Il y a un an exactement, les chercheurs du LOEX récidivaient en annonçant qu'ils étaient parvenus à produire le premier vaisseau sanguin entièrement biologique. "D'ici quelques années, à partir de cellules prélevées chez un patient, on pourra fabriquer des vaisseaux et les lui greffer pour remplacer de petits vaisseaux défectueux du coeur ou des membres inférieurs", estime Lucie Germain.

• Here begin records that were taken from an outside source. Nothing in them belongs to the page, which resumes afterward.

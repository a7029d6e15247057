//! Per-extension loader table
//!
//! A loader tells the engine how to parse a file's contents. The default
//! table covers plain scripts, TypeScript, JSX and JSON; callers may replace
//! the loader for any extension.

use indexmap::IndexMap;
use serde::{Deserialize, Serialize};
use std::fmt;
use std::path::{Component, Path};
use std::str::FromStr;

/// Directory whose contents are never routed through the runner
pub const VENDOR_DIR_NAME: &str = "node_modules";

#[derive(Debug, Clone, Copy, PartialEq, Eq, Hash, Serialize, Deserialize)]
#[serde(rename_all = "lowercase")]
pub enum Loader {
    Js,
    Jsx,
    Ts,
    Tsx,
    Json,
    Text,
    Base64,
}

impl Loader {
    pub fn as_str(&self) -> &'static str {
        match self {
            Loader::Js => "js",
            Loader::Jsx => "jsx",
            Loader::Ts => "ts",
            Loader::Tsx => "tsx",
            Loader::Json => "json",
            Loader::Text => "text",
            Loader::Base64 => "base64",
        }
    }
}

impl fmt::Display for Loader {
    fn fmt(&self, f: &mut fmt::Formatter<'_>) -> fmt::Result {
        f.write_str(self.as_str())
    }
}

impl FromStr for Loader {
    type Err = String;

    fn from_str(s: &str) -> Result<Self, Self::Err> {
        match s {
            "js" => Ok(Loader::Js),
            "jsx" => Ok(Loader::Jsx),
            "ts" => Ok(Loader::Ts),
            "tsx" => Ok(Loader::Tsx),
            "json" => Ok(Loader::Json),
            "text" => Ok(Loader::Text),
            "base64" => Ok(Loader::Base64),
            _ => Err(format!(
                "Invalid loader '{}'. Supported loaders: js, jsx, ts, tsx, json, text, base64",
                s
            )),
        }
    }
}

/// Extension (with leading dot) to loader
pub type LoaderTable = IndexMap<String, Loader>;

const DEFAULT_LOADERS: &[(&str, Loader)] = &[
    (".js", Loader::Js),
    (".mjs", Loader::Js),
    (".cjs", Loader::Js),
    (".jsx", Loader::Jsx),
    (".ts", Loader::Ts),
    (".tsx", Loader::Tsx),
    (".json", Loader::Json),
];

pub fn default_loaders() -> LoaderTable {
    DEFAULT_LOADERS
        .iter()
        .map(|(ext, loader)| (ext.to_string(), *loader))
        .collect()
}

/// Default table with each override replacing the entry for its extension
pub fn resolve_loaders(overrides: &LoaderTable) -> LoaderTable {
    let mut table = default_loaders();
    for (ext, loader) in overrides {
        table.insert(ext.clone(), *loader);
    }
    table
}

/// Extension of `path` including the leading dot, e.g. `.ts`
pub fn extension_of(path: &Path) -> Option<String> {
    path.extension()
        .map(|ext| format!(".{}", ext.to_string_lossy()))
}

/// Loader used for `path` under `table`; the engine treats unknown
/// extensions as plain scripts
pub fn loader_for(table: &LoaderTable, path: &Path) -> Loader {
    extension_of(path)
        .and_then(|ext| table.get(&ext).copied())
        .unwrap_or(Loader::Js)
}

/// Whether the loader hook should route `path` through the runner at all
pub fn supports(path: &Path) -> bool {
    let vendored = path
        .components()
        .any(|c| matches!(c, Component::Normal(name) if name == VENDOR_DIR_NAME));
    if vendored {
        return false;
    }

    match extension_of(path) {
        Some(ext) => DEFAULT_LOADERS.iter().any(|(known, _)| *known == ext),
        None => false,
    }
}
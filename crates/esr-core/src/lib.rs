//! Run TypeScript and JSX sources on Node.js without a build step
//!
//! The core decides, per file, whether to bundle the file's whole dependency
//! graph or to transform the file on its own, and keeps transformed output in
//! an on-disk cache so repeated runs stay cheap.

pub mod cache;
pub mod config;
pub mod engine;
pub mod errors;
pub mod loader;
pub mod manifest;
pub mod runtime;
pub mod transpile;

pub use cache::CacheStore;
pub use config::{
    CliOverrides, EngineOverrides, RunnerConfig, TranspileMode, TranspileOptions,
    TranspileOverrides,
};
pub use engine::{Engine, EngineError, EsbuildEngine};
pub use errors::{ConfigError, TranspileError};
pub use loader::{default_loaders, resolve_loaders, supports, Loader, LoaderTable};
pub use manifest::{resolve_externals, ExternalModuleSet};
pub use runtime::HostRuntime;
pub use transpile::Transpiler;
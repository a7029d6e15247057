use indexmap::IndexMap;
use serde::{Deserialize, Serialize};
use std::fmt;
use std::path::{Path, PathBuf};
use std::str::FromStr;

use crate::engine::{CommonOptions, Format, Platform, SourceMapMode};
use crate::errors::{ConfigError, Result};
use crate::loader::LoaderTable;

/// Project configuration file name, looked up in the project directory
pub const CONFIG_FILE_NAME: &str = "esr.config.yaml";

/// How a file is turned into executable code
#[derive(Debug, Clone, Copy, Default, PartialEq, Eq, Serialize, Deserialize)]
#[serde(rename_all = "lowercase")]
pub enum TranspileMode {
    /// Inline the whole dependency graph into one output, every time
    #[default]
    Bundle,
    /// Convert one file's syntax and cache the result
    Transform,
}

impl TranspileMode {
    pub fn as_str(&self) -> &'static str {
        match self {
            TranspileMode::Bundle => "bundle",
            TranspileMode::Transform => "transform",
        }
    }
}

impl fmt::Display for TranspileMode {
    fn fmt(&self, f: &mut fmt::Formatter<'_>) -> fmt::Result {
        f.write_str(self.as_str())
    }
}

impl FromStr for TranspileMode {
    type Err = ConfigError;

    fn from_str(s: &str) -> std::result::Result<Self, Self::Err> {
        match s {
            "bundle" => Ok(TranspileMode::Bundle),
            "transform" => Ok(TranspileMode::Transform),
            _ => Err(ConfigError::InvalidMode(s.to_string())),
        }
    }
}

/// Caller-supplied engine configuration
///
/// Unset fields fall back to the common options derived from the host
/// runtime.
#[derive(Debug, Clone, Default, PartialEq, Eq, Serialize, Deserialize)]
#[serde(rename_all = "camelCase")]
pub struct EngineOverrides {
    /// Loader per extension, replacing the default for that extension
    #[serde(default)]
    pub loader: LoaderTable,

    /// Module names kept external in addition to the manifest's dependencies
    #[serde(default)]
    pub external: Vec<String>,

    #[serde(default)]
    pub format: Option<Format>,

    #[serde(default)]
    pub target: Option<Vec<String>>,

    #[serde(default)]
    pub platform: Option<Platform>,

    #[serde(default)]
    pub minify: Option<bool>,

    #[serde(default)]
    pub sourcemap: Option<SourceMapMode>,

    #[serde(default)]
    pub define: IndexMap<String, String>,

    #[serde(default)]
    pub jsx_factory: Option<String>,

    #[serde(default)]
    pub jsx_fragment: Option<String>,
}

impl EngineOverrides {
    /// Layer `other` on top of `self`
    pub fn merge(&mut self, other: &EngineOverrides) {
        for (ext, loader) in &other.loader {
            self.loader.insert(ext.clone(), *loader);
        }
        self.external.extend(other.external.iter().cloned());
        for (name, value) in &other.define {
            self.define.insert(name.clone(), value.clone());
        }
        if other.format.is_some() {
            self.format = other.format;
        }
        if other.target.is_some() {
            self.target = other.target.clone();
        }
        if other.platform.is_some() {
            self.platform = other.platform;
        }
        if other.minify.is_some() {
            self.minify = other.minify;
        }
        if other.sourcemap.is_some() {
            self.sourcemap = other.sourcemap;
        }
        if other.jsx_factory.is_some() {
            self.jsx_factory = other.jsx_factory.clone();
        }
        if other.jsx_fragment.is_some() {
            self.jsx_fragment = other.jsx_fragment.clone();
        }
    }

    /// Common engine options for `runtime_target` with these overrides applied
    pub fn common_options(&self, runtime_target: &str) -> CommonOptions {
        let mut common = CommonOptions::for_target(runtime_target);
        if let Some(format) = self.format {
            common.format = format;
        }
        if let Some(target) = &self.target {
            common.target = target.clone();
        }
        if let Some(minify) = self.minify {
            common.minify = minify;
        }
        if let Some(sourcemap) = self.sourcemap {
            common.sourcemap = sourcemap;
        }
        common.define = self.define.clone();
        common.jsx_factory = self.jsx_factory.clone();
        common.jsx_fragment = self.jsx_fragment.clone();
        common
    }
}

/// Partial transpile options supplied by a caller
#[derive(Debug, Clone, Default, PartialEq, Eq, Serialize, Deserialize)]
#[serde(rename_all = "camelCase")]
pub struct TranspileOverrides {
    #[serde(default)]
    pub mode: Option<TranspileMode>,

    #[serde(default)]
    pub debug: Option<bool>,

    /// Directory holding the project manifest; defaults to the working directory
    #[serde(default)]
    pub project_dir: Option<PathBuf>,

    #[serde(default)]
    pub engine: EngineOverrides,
}

impl TranspileOverrides {
    /// Layer `other` on top of `self`
    pub fn merge(&mut self, other: &TranspileOverrides) {
        if other.mode.is_some() {
            self.mode = other.mode;
        }
        if other.debug.is_some() {
            self.debug = other.debug;
        }
        if other.project_dir.is_some() {
            self.project_dir = other.project_dir.clone();
        }
        self.engine.merge(&other.engine);
    }
}

/// Fully resolved options for a single transpile call
#[derive(Debug, Clone, Default, PartialEq, Eq)]
pub struct TranspileOptions {
    pub mode: TranspileMode,
    pub debug: bool,
    pub project_dir: Option<PathBuf>,
    pub engine: EngineOverrides,
}

impl TranspileOptions {
    /// Defaults (`bundle`, no debug trace) with `overrides` applied
    pub fn resolve(overrides: Option<&TranspileOverrides>) -> Self {
        let mut options = Self::default();
        if let Some(overrides) = overrides {
            if let Some(mode) = overrides.mode {
                options.mode = mode;
            }
            if let Some(debug) = overrides.debug {
                options.debug = debug;
            }
            options.project_dir = overrides.project_dir.clone();
            options.engine = overrides.engine.clone();
        }
        options
    }
}

/// Runner configuration, usually read from `esr.config.yaml`
#[derive(Debug, Clone, Default, PartialEq, Eq, Serialize, Deserialize)]
#[serde(rename_all = "camelCase")]
pub struct RunnerConfig {
    #[serde(flatten)]
    pub transpile: TranspileOverrides,

    /// Host runtime executable (default: `node`)
    #[serde(default)]
    pub node_path: Option<String>,

    /// Engine executable (default: `esbuild`)
    #[serde(default)]
    pub esbuild_path: Option<String>,

    /// Pinned runtime version; skips asking the runtime for it
    #[serde(default)]
    pub node_version: Option<String>,
}

/// Settings given on the command line, layered over the config file
#[derive(Debug, Clone, Default)]
pub struct CliOverrides {
    pub transpile: TranspileOverrides,
    pub node_path: Option<String>,
    pub esbuild_path: Option<String>,
    pub node_version: Option<String>,
}

impl RunnerConfig {
    /// Load configuration from a YAML file
    pub fn from_file(path: &Path) -> Result<Self> {
        let content = std::fs::read_to_string(path)?;
        let config: RunnerConfig =
            serde_yaml::from_str(&content).map_err(|source| ConfigError::InvalidConfigFile {
                path: path.to_path_buf(),
                source,
            })?;
        Ok(config)
    }

    /// Load `esr.config.yaml` from `dir` if there is one
    pub fn discover(dir: &Path) -> Result<Option<Self>> {
        let path = dir.join(CONFIG_FILE_NAME);
        if path.is_file() {
            Self::from_file(&path).map(Some)
        } else {
            Ok(None)
        }
    }

    /// Merge CLI overrides into this configuration
    pub fn merge(&mut self, cli: &CliOverrides) {
        self.transpile.merge(&cli.transpile);
        if cli.node_path.is_some() {
            self.node_path = cli.node_path.clone();
        }
        if cli.esbuild_path.is_some() {
            self.esbuild_path = cli.esbuild_path.clone();
        }
        if cli.node_version.is_some() {
            self.node_version = cli.node_version.clone();
        }
    }
}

Le procédé de fabrication de la peau vascularisée résulte, en quelque sorte, d'une combinaison des techniques utilisées pour la culture de la peau et des vaisseaux sanguins, explique la chercheure. La présence de capillaires dans la peau cultivée pourrait grandement améliorer le taux de succès des greffes de la peau. "Les capillaires sont de petits vaisseaux sanguins qui apportent de la nourriture aux tissus. Jusqu'à présent, la peau greffée ne contenait pas de capillaires et comme il fallait un certain temps pour que l'organisme du patient en fabrique, les cellules de l'épiderme pouvaient mourir et être rejetées." Ces risques sont moindres avec la peau développée par le LOEX puisque le revascularisation s'effectuera plus rapidement, anticipent les chercheurs. Des tests sont présentement en cours pour évaluer le taux de succès de la greffe de peau vascularisée.
Scientifiques de l'année
Grâce à leurs travaux sur la fabrication du premier vaisseau
sanguin entièrement biologique et sur la production de peau vascularisée,
François Auger et Lucie Germain viennent de recevoir le titre de
"Scientifiques de l'année de Radio-Canada pour l'année
1998". La Société Radio-Canada leur a officiellement
attribué cette distinction leur d'une cérémonie présentée
mardi dans les locaux du LOEX, au pavillon Saint-Sacrement du Centre hospitalier
affilié universitaire de Québec.
La sélection du "Scientifique de l'année de Radio-Canada" incombe aux journalistes de l'émission Les Années lumière, animée par Yannick Villedieu. À noter que c'est la première fois en douze ans que deux lauréats partagent ce titre. Aucune bourse n'est rattachée à cet honneur mais les chercheurs "gagnent" une longue entrevue, diffusée d'un océan à l'autre, aux Années lumière. Cette entrevue sera d'ailleurs diffusée le dimanche 17 janvier de 12 h13 à 13 h. Le même jour, l'émission Découvertes, diffusée à 18 h 30, consacrera un reportage aux travaux des chercheurs Auger et Germain.